Member of the Belize House of Representatives for Port Loyola
- In office 5 March 2003 – 11 November 2020
- Preceded by: Dolores Balderamos-García
- Succeeded by: Gilroy Usher

Personal details
- Born: 15 July 1963 (age 62)
- Party: United Democratic Party

= Anthony Martinez (politician) =

Belizean politician

Anthony "Boots" Martinez (born 15 July 1963) is a Belizean politician. A member of the United Democratic Party, Martinez was first elected to the Belize House of Representatives from the Southside Belize City-based Port Loyola constituency in 2003 after an unsuccessful 1998 campaign. He served as Minister of Public Works from 2008 to 2012 under Prime Minister Dean Barrow. After the UDP government was re-elected in 2012 Martinez became Minister of Human Development, Social Transformation and Poverty Alleviation.

In the 2020 Belizean general election, Martinez was the UDP candidate for the Pickstock constituency, but was defeated by Anthony Mahler of the People's United Party.

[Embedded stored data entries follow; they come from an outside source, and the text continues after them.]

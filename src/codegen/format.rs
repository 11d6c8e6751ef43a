//! Text layout helpers shared by every artifact.

use std::sync::OnceLock;

use regex::Regex;

/// Whether `name` can be used verbatim as a TypeScript identifier.
#[must_use]
pub fn is_identifier(name: &str) -> bool {
    static PATTERN: OnceLock<Regex> = OnceLock::new();
    PATTERN
        .get_or_init(|| Regex::new(r"^[A-Za-z_$][A-Za-z0-9_$]*$").expect("identifier pattern"))
        .is_match(name)
}

/// Packs the words of `comment` greedily into lines of at most `width`
/// characters. Lines are trimmed and empty ones dropped.
#[must_use]
pub fn comment_lines(comment: &str, width: usize) -> Vec<String> {
    let mut lines = Vec::new();
    let mut line = String::new();
    for word in comment.split_whitespace() {
        if line.chars().count() + word.chars().count() > width {
            lines.push(std::mem::take(&mut line));
            line.push_str(word);
        } else {
            line.push(' ');
            line.push_str(word);
        }
    }
    lines.push(line);

    lines
        .iter()
        .map(|line| line.trim())
        .filter(|line| !line.is_empty())
        .map(ToString::to_string)
        .collect()
}

/// JSDoc block for `lines`, every line prefixed with `indent`.
#[must_use]
pub fn doc_block(lines: &[String], indent: &str) -> String {
    let mut block = format!("{indent}/**\n");
    for line in lines {
        block.push_str(&format!("{indent} * {line}\n"));
    }
    block.push_str(&format!("{indent} */\n"));
    block
}

/// Optional member declaration `<prefix>?: A | B;`.
///
/// Past `max_width` characters the union is split one member per line, each
/// continuation starting with `| `.
#[must_use]
pub fn optional_member(prefix: &str, tokens: &[String], indent: &str, max_width: usize) -> String {
    let line = format!("{indent}{prefix}?: {};", tokens.join(" | "));
    if line.chars().count() <= max_width {
        return line;
    }
    let continuation = format!("\n{indent}{indent}| ");
    format!(
        "{indent}{prefix}?:{continuation}{};",
        tokens.join(&continuation)
    )
}

/// Array entry `<key>: ['a', 'b'],` indented `depth` times `unit`, followed by
/// a newline. Past `max_width` characters every item gets its own line one
/// level deeper.
#[must_use]
pub fn list_entry(
    key: &str,
    items: &[String],
    unit: &str,
    depth: usize,
    max_width: usize,
) -> String {
    let indent = unit.repeat(depth);
    let head = format!("{indent}{key}: [");
    let quoted: Vec<String> = items.iter().map(|item| quote(item)).collect();
    let inline = quoted.join(", ");
    if head.chars().count() + inline.chars().count() + 2 <= max_width {
        return format!("{head}{inline}],\n");
    }
    let item_indent = unit.repeat(depth + 1);
    format!(
        "{head}\n{item_indent}{}],\n",
        quoted.join(&format!(",\n{item_indent}"))
    )
}

/// Single-quoted string literal.
#[must_use]
pub fn quote(value: &str) -> String {
    format!("'{}'", value.replace('\\', "\\\\").replace('\'', "\\'"))
}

Martinez stood for Port Loyola again in the 2025 Belizean general election, despite lacking the support of both Shyne Barrow (who nominated Nelma Jones) and Tracy Panton (who nominated Phillip Willoughby). All three were defeated by PUP incumbent Gilroy Usher.

Martinez was the 1999 UDP nominee for Mayor of Belize City, but was defeated by David Fonseca of the People's United Party. Martinez is also known to have several houses and estate in Belize.